Perdemos a nossa
rua e nosso trabalho

Como toda a humanidade, detesto mudanças. Sou o tipo de mulher tradicional, metódica, que não gosta de mudar de lugar, rompendo com velhas tradições. Ainda mais quando sou forçada a sair de um cantinho que era só meu, onde passei alguns dos melhores momentos da minha vida profissional, durante 15 anos.

A mudança não foi espontânea, pelo contrário, foi forçada, truculenta, até mesmo violenta, gentileza da polícia.

Estou falando da esquina da Rua São Luís com Avenida Senador José Sarbey, onde por muitos anos ganhei todo o meu sustento, conheci os melhores e piores clientes que a minha profissão pode encontrar e fiz também sólidas e desinteressadas amizades entre as minhas coleguinhas de rua.

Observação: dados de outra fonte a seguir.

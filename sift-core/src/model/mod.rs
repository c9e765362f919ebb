mod entry;
pub(crate) mod lossy_path;
mod result;
mod stats;

pub use entry::{Category, Entry};
pub use result::{FailedEntry, FailureReason, OperationKind, OperationResult, ScanResult};
pub use stats::ScanStats;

Além de mim, cerca de 40 garotas perderam seu local de trabalho e agora não sabem para onde ir. Foi tudo uma manobra suja de um deputado que mora na vizinhança que, ao ser recusado como cliente por uma das minhas amigas, ficou furioso e prometeu que iria se vingar. Mexeu bem os pauzinhos, fez um escândalo nos jornais, disse que era uma vergonha o que acontecia na nossa esquina, diante de famílias respeitáveis, e que o local estava tomado por “deusas da noite, filhas das trevas”, segundo a definição dele. Logo ele, um corrupto sacana.

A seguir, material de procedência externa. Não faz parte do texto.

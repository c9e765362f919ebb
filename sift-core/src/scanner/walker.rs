use std::collections::HashSet;
use std::fs::Metadata;
use std::io;
use std::path::{Path, PathBuf};
use std::sync::Arc;
use std::sync::atomic::{AtomicBool, Ordering};
use std::thread::JoinHandle;
use std::time::{Duration, Instant};

#[cfg(unix)]
use std::os::unix::fs::MetadataExt;

use chrono::{DateTime, Utc};
use jwalk::WalkDir;
use tracing::{debug, info, warn};

use super::progress::{ProgressSender, ProgressSubscription, ScanProgress, progress_channel};
use crate::error::{Result, SiftError};
use crate::model::{Entry, FailedEntry, FailureReason, ScanResult};

/// Scanner configuration
#[derive(Debug, Clone)]
pub struct ScanConfig {
    /// Descend into symlinked directories
    pub follow_symlinks: bool,
    /// Maximum entry depth to report (None = unlimited)
    pub max_depth: Option<usize>,
    /// Stay on same filesystem (don't cross mount points)
    pub same_filesystem: bool,
    /// Number of parallel directory readers (0 = auto)
    pub num_threads: usize,
    /// Minimum time between progress snapshots
    pub progress_interval: Duration,
}

impl Default for ScanConfig {
    fn default() -> Self {
        Self {
            follow_symlinks: false,
            max_depth: None,
            same_filesystem: false,
            num_threads: 0, // auto
            progress_interval: Duration::from_millis(100),
        }
    }
}

/// Cancellation token shared between a caller and a running scan or batch
#[derive(Debug, Clone)]
pub struct CancellationToken {
    cancelled: Arc<AtomicBool>,
}

impl CancellationToken {
    pub fn new() -> Self {
        Self {
            cancelled: Arc::new(AtomicBool::new(false)),
        }
    }

    pub fn cancel(&self) {
        self.cancelled.store(true, Ordering::SeqCst);
    }

    pub fn is_cancelled(&self) -> bool {
        self.cancelled.load(Ordering::SeqCst)
    }
}

impl Default for CancellationToken {
    fn default() -> Self {
        Self::new()
    }
}

/// Handle to a scan running on its own thread
#[derive(Debug)]
pub struct ScanHandle {
    inner: JoinHandle<Result<ScanResult>>,
}

impl ScanHandle {
    /// Wait for the scan and take its result
    pub fn join(self) -> Result<ScanResult> {
        self.inner.join().map_err(|_| SiftError::WorkerPanicked)?
    }

    pub fn is_finished(&self) -> bool {
        self.inner.is_finished()
    }
}

/// Filesystem scanner
#[derive(Debug, Default)]
pub struct Scanner {
    config: ScanConfig,
    cancel_token: CancellationToken,
}

impl Scanner {
    pub fn new(config: ScanConfig) -> Self {
        Self {
            config,
            cancel_token: CancellationToken::new(),
        }
    }

    pub fn with_cancellation(mut self, token: CancellationToken) -> Self {
        self.cancel_token = token;
        self
    }

    pub fn config(&self) -> &ScanConfig {
        &self.config
    }

    /// Scan a directory on a background thread.
    /// Returns the progress subscription and a handle that yields the result.
    pub fn scan(self, root_path: PathBuf) -> (ProgressSubscription, ScanHandle) {
        let (tx, rx) = progress_channel();

        let inner = std::thread::spawn(move || self.scan_blocking(&root_path, Some(&tx)));

        (rx, ScanHandle { inner })
    }

    /// Scan on the calling thread
    pub fn scan_blocking(
        &self,
        root_path: &Path,
        progress: Option<&ProgressSender>,
    ) -> Result<ScanResult> {
        let root_path = validate_root(root_path)?;
        info!(root = %root_path.display(), "scan started");

        let mut walk = Walk::new(&self.config, &self.cancel_token, progress, root_path);
        walk.run();
        let result = walk.finish();

        info!(
            root = %result.root_path.display(),
            entries = result.entries.len(),
            failures = result.failed_entries.len(),
            duration_ms = result.duration_ms,
            cancelled = result.cancelled,
            "scan finished"
        );
        Ok(result)
    }
}

/// Fail fast on a root that cannot be walked at all
fn validate_root(root_path: &Path) -> Result<PathBuf> {
    let metadata = std::fs::metadata(root_path).map_err(|e| root_error(root_path, e))?;
    if !metadata.is_dir() {
        return Err(SiftError::NotADirectory(root_path.to_path_buf()));
    }

    // Listing is what the walk needs; metadata alone can succeed without it
    std::fs::read_dir(root_path).map_err(|e| root_error(root_path, e))?;

    Ok(root_path
        .canonicalize()
        .unwrap_or_else(|_| root_path.to_path_buf()))
}

fn root_error(root_path: &Path, err: io::Error) -> SiftError {
    warn!(root = %root_path.display(), "cannot scan root: {err}");
    match err.kind() {
        io::ErrorKind::NotFound => SiftError::PathNotFound(root_path.to_path_buf()),
        io::ErrorKind::PermissionDenied => SiftError::PermissionDenied(root_path.to_path_buf()),
        _ => SiftError::Io(err),
    }
}

/// State of one walk. Owns the result under construction.
struct Walk<'a> {
    config: &'a ScanConfig,
    cancel_token: &'a CancellationToken,
    progress: Option<&'a ProgressSender>,
    result: ScanResult,
    /// Directories that made it into `entries`; children of anything else are dropped
    known_dirs: HashSet<PathBuf>,
    scanned: u64,
    started: Instant,
    last_progress: Instant,
}

impl<'a> Walk<'a> {
    fn new(
        config: &'a ScanConfig,
        cancel_token: &'a CancellationToken,
        progress: Option<&'a ProgressSender>,
        root_path: PathBuf,
    ) -> Self {
        let mut known_dirs = HashSet::new();
        known_dirs.insert(root_path.clone());
        let now = Instant::now();

        Self {
            config,
            cancel_token,
            progress,
            result: ScanResult::empty(root_path),
            known_dirs,
            scanned: 0,
            started: now,
            last_progress: now,
        }
    }

    fn run(&mut self) {
        let root_path = self.result.root_path.clone();
        self.publish(root_path.clone());

        let root_dev = std::fs::metadata(&root_path)
            .map(|m| get_device_id(&m))
            .unwrap_or(0);

        let same_fs = self.config.same_filesystem;
        let walker = WalkDir::new(&root_path)
            .skip_hidden(false)
            .follow_links(self.config.follow_symlinks)
            .sort(true)
            .process_read_dir(move |_depth, _path, _read_dir_state, children| {
                if same_fs {
                    // Drop mount points so the walk never reads across them
                    children.retain(|entry| match entry {
                        Ok(e) if e.file_type.is_dir() => e
                            .metadata()
                            .map(|meta| get_device_id(&meta) == root_dev)
                            .unwrap_or(true),
                        _ => true,
                    });
                }
            });

        let walker = if let Some(depth) = self.config.max_depth {
            walker.max_depth(depth)
        } else {
            walker
        };

        let walker = if self.config.num_threads > 0 {
            walker.parallelism(jwalk::Parallelism::RayonNewPool(self.config.num_threads))
        } else {
            walker
        };

        self.started = Instant::now();

        for entry_result in walker {
            if self.cancel_token.is_cancelled() {
                info!("scan cancelled after {} items", self.scanned);
                self.result.cancelled = true;
                break;
            }

            let mut dir_entry = match entry_result {
                Ok(e) => e,
                Err(e) => {
                    let failure = walk_failure(&e, &root_path);
                    self.fail(failure);
                    continue;
                }
            };

            let path = dir_entry.path();

            // Directories that could not be listed keep their entry; the listing error
            // is recorded separately and the walk carries on with siblings
            if let Some(err) = dir_entry.read_children_error.take() {
                let failure = walk_failure(&err, &path);
                self.fail(failure);
            }

            // Root itself is not an entry
            if dir_entry.depth == 0 {
                continue;
            }

            let parent_path = dir_entry.parent_path.to_path_buf();
            if !self.known_dirs.contains(&parent_path) {
                debug!(path = %path.display(), "skipping child of unrecorded directory");
                continue;
            }

            let metadata = match dir_entry.metadata() {
                Ok(m) => m,
                Err(e) => {
                    let failure = walk_failure(&e, &path);
                    self.fail(failure);
                    continue;
                }
            };

            // A followed symlink reports its target's type; otherwise links stay file-like
            let is_directory = metadata.is_dir();
            let modified_at = metadata
                .modified()
                .map(DateTime::<Utc>::from)
                .unwrap_or(DateTime::<Utc>::UNIX_EPOCH);
            let depth = u32::try_from(dir_entry.depth).unwrap_or(u32::MAX);

            let entry = Entry::new(path.clone(), is_directory, metadata.len(), modified_at, depth);

            if is_directory {
                self.known_dirs.insert(path.clone());
            }
            self.result.push_entry(entry);
            self.scanned += 1;
            self.maybe_publish(path);
        }
    }

    fn fail(&mut self, failure: FailedEntry) {
        debug!(
            path = %failure.path.display(),
            reason = ?failure.reason,
            "{}",
            failure.error_message
        );
        let path = failure.path.clone();
        self.result.push_failure(failure);
        self.scanned += 1;
        self.maybe_publish(path);
    }

    fn maybe_publish(&mut self, current: PathBuf) {
        if self.last_progress.elapsed() >= self.config.progress_interval {
            self.publish(current);
        }
    }

    fn publish(&mut self, current: PathBuf) {
        if let Some(tx) = self.progress {
            tx.publish(ScanProgress::new(self.scanned, current));
        }
        self.last_progress = Instant::now();
    }

    fn finish(mut self) -> ScanResult {
        self.result.duration_ms = u64::try_from(self.started.elapsed().as_millis()).unwrap_or(u64::MAX);
        self.result.completed_at = Utc::now();

        let root_path = self.result.root_path.clone();
        self.publish(root_path);

        self.result
    }
}

/// Turn a walker error into a per-item failure, attributed to the path it names
fn walk_failure(err: &jwalk::Error, fallback: &Path) -> FailedEntry {
    let path = err.path().unwrap_or(fallback).to_path_buf();

    if let Some(ancestor) = err.loop_ancestor() {
        return FailedEntry::new(
            path,
            FailureReason::Unknown,
            format!("Symlink loop back to {}", ancestor.display()),
        );
    }

    let reason = err
        .io_error()
        .map(FailureReason::from_io_error)
        .unwrap_or(FailureReason::Unknown);
    FailedEntry::new(path, reason, err.to_string())
}

/// Get device ID for same-filesystem checks
#[cfg(unix)]
fn get_device_id(metadata: &Metadata) -> u64 {
    metadata.dev()
}

/// Get device ID (non-Unix: not supported, every path looks local)
#[cfg(not(unix))]
fn get_device_id(_metadata: &Metadata) -> u64 {
    0
}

Numa noite do começo deste mês, cinco carros chegaram de repente, um monte de PMs apareceu de cassetete e tudo e alguns passaram a agredir várias amigas, que não tiveram tempo de correr, como sempre fazem quando avistam o camburão.
Foi um horror, com gritos e meninas feridas, uma delas, com gravidade. Agora vem a parte mais difícil, que é arranjar novo local de trabalho, sem incomodar nem ofender as chamadas “famílias respeitáveis”. Pobre Brasil.